【メキシコOP】ダニエル太郎―J.J.ウルフ

アカプルコの1回戦でダニエル太郎はウルフと対戦。パワーで強引に押すテニスに終始するウルフに対し、持ち前の粘り強いプレーでストローク戦に持ち込み、ウルフのミスを引き出したダニエルの完勝だった。明らかなミスに見えるジャッジで振り回された感覚もあっただろうが、それをネガティブではなくポジティブなエネルギーに変換できたことも大きかったのではないか。勝利のガッツポーズがいつもより激しかったことに、そのあたりの思いが籠められていた。

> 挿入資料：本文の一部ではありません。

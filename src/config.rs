// src/config.rs
use std::{
    fs,
    path::{Path, PathBuf},
};

use anyhow::{Context, Result};
use flow_plugin::{AppConfig, ConfigError};
use tracing::info;

pub const APP_NAME: &str = "feedflow";
pub const CONFIG_FILE: &str = "config.toml";

/// Written when no config file exists anywhere on the search path.
pub const SAMPLE_CONFIG: &str = r#"# feedflow configuration
#
# Intervals use <count><unit> with unit one of s, m, h, d.

[default]
# command run when a source has not produced anything for expire_interval:
#   <command> <flow> <source> <last seen, unix seconds> <extra args...>
expire_action = []
expire_action_delay = "1h"
expire_action_timeout = 30
expire_interval = "1d"

# host:port for the prometheus exporter, empty to disable
exporter_listen = ""

# relative paths resolve against the directory of this file
flow_conf = "flows"
flow_data = "data"

# flow_enable = ["news"]
# flow_disable = ["old-feed"]

flow_instance = 1
flow_interval = "5m"
flow_limit = 0

log_level = "info"

plugin_include = false
plugin_timeout = 30

# tokio worker threads, 0 for one per core
proc_num = 0

time_format = "%Y-%m-%d %H:%M:%S %Z"
time_zone = "UTC"

# Any other table is a parameter template. A plugin pulls it in with
# `template: slow-feeds` in its params.
[slow-feeds]
force_count = 3
expire_interval = "7d"
"#;

/// `/etc/feedflow`, `$HOME/.feedflow`, then the working directory.
pub fn search_paths() -> Vec<PathBuf> {
    let mut paths = vec![Path::new("/etc").join(APP_NAME).join(CONFIG_FILE)];
    if let Some(user) = user_config_path() {
        paths.push(user);
    }
    paths.push(PathBuf::from(CONFIG_FILE));
    paths
}

pub fn user_config_path() -> Option<PathBuf> {
    dirs_next::home_dir().map(|home| home.join(format!(".{APP_NAME}")).join(CONFIG_FILE))
}

pub fn write_sample(path: &Path) -> Result<()> {
    if let Some(parent) = path.parent().filter(|p| !p.as_os_str().is_empty()) {
        fs::create_dir_all(parent).with_context(|| format!("failed to create {}", parent.display()))?;
    }
    fs::write(path, SAMPLE_CONFIG).with_context(|| format!("failed to write {}", path.display()))?;
    Ok(())
}

/// The explicit path if given, else the first existing file on the search
/// path. When nothing exists a sample is written to the user directory.
pub fn locate(explicit: Option<&Path>) -> Result<PathBuf> {
    if let Some(path) = explicit {
        return Ok(path.to_path_buf());
    }
    if let Some(found) = search_paths().into_iter().find(|p| p.is_file()) {
        return Ok(found);
    }
    let sample = user_config_path().context("no config file found and no home directory for a sample")?;
    write_sample(&sample)?;
    info!(path = %sample.display(), "wrote sample config");
    Ok(sample)
}

/// Reads and validates `path`; relative directories resolve against its parent.
pub fn load(path: &Path) -> Result<AppConfig, ConfigError> {
    let content = fs::read_to_string(path).map_err(|source| ConfigError::Read {
        path: path.to_path_buf(),
        source,
    })?;
    let base = path
        .parent()
        .filter(|p| !p.as_os_str().is_empty())
        .map(Path::to_path_buf)
        .unwrap_or_else(|| PathBuf::from("."));
    AppConfig::from_toml_str(&content, &base)
}

#[cfg(test)]
mod tests {
    use super::*;
    use std::time::Duration;
    use tempfile::TempDir;

    #[test]
    fn sample_is_valid() {
        let dir = TempDir::new().unwrap();
        let path = dir.path().join("nested").join(CONFIG_FILE);
        write_sample(&path).unwrap();
        let cfg = load(&path).unwrap();
        assert_eq!(cfg.flow_conf, dir.path().join("nested").join("flows"));
        assert_eq!(cfg.flow_interval, Duration::from_secs(300));
        assert!(cfg.templates.contains_key("slow-feeds"));
        assert!(cfg.expire_action.is_empty());
    }

    #[test]
    fn explicit_path_wins() {
        let p = Path::new("/some/where.toml");
        assert_eq!(locate(Some(p)).unwrap(), p);
    }

    #[test]
    fn missing_file_is_read_error() {
        let err = load(Path::new("/definitely/not/here.toml")).unwrap_err();
        assert!(matches!(err, ConfigError::Read { .. }));
    }

    #[test]
    fn search_order() {
        let paths = search_paths();
        assert_eq!(paths.first().unwrap(), &PathBuf::from("/etc/feedflow/config.toml"));
        assert_eq!(paths.last().unwrap(), &PathBuf::from("config.toml"));
    }
}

ストローク戦に持ち込んだ後も、勝負どころを逃さなかった。ディフェンス能力を発揮して難しいボールを返しつつ、数は多くなかったものの、絶妙なタイミングでのドロップショットやダウン・ザ・ラインが効果的に決まり、有利に進められたことも心理的には大きかったはず。試合全体を通して、ダニエルは余裕を持ってプレーしていたように見えたが、ある意味ウルフの自滅という内容だったということなのかもしれない。

一方のウルフは、柔軟さに欠けた。サーブもリターンも「思い切り打つことがすべて」と言わんばかりのテニス。サーブの打点が早いのは彼のスタイルなのだろうが、もう少し落ち着いて狙った方が結果につながるようにすら感じた。中途半端なビッグサーバーではダメだということだろうか。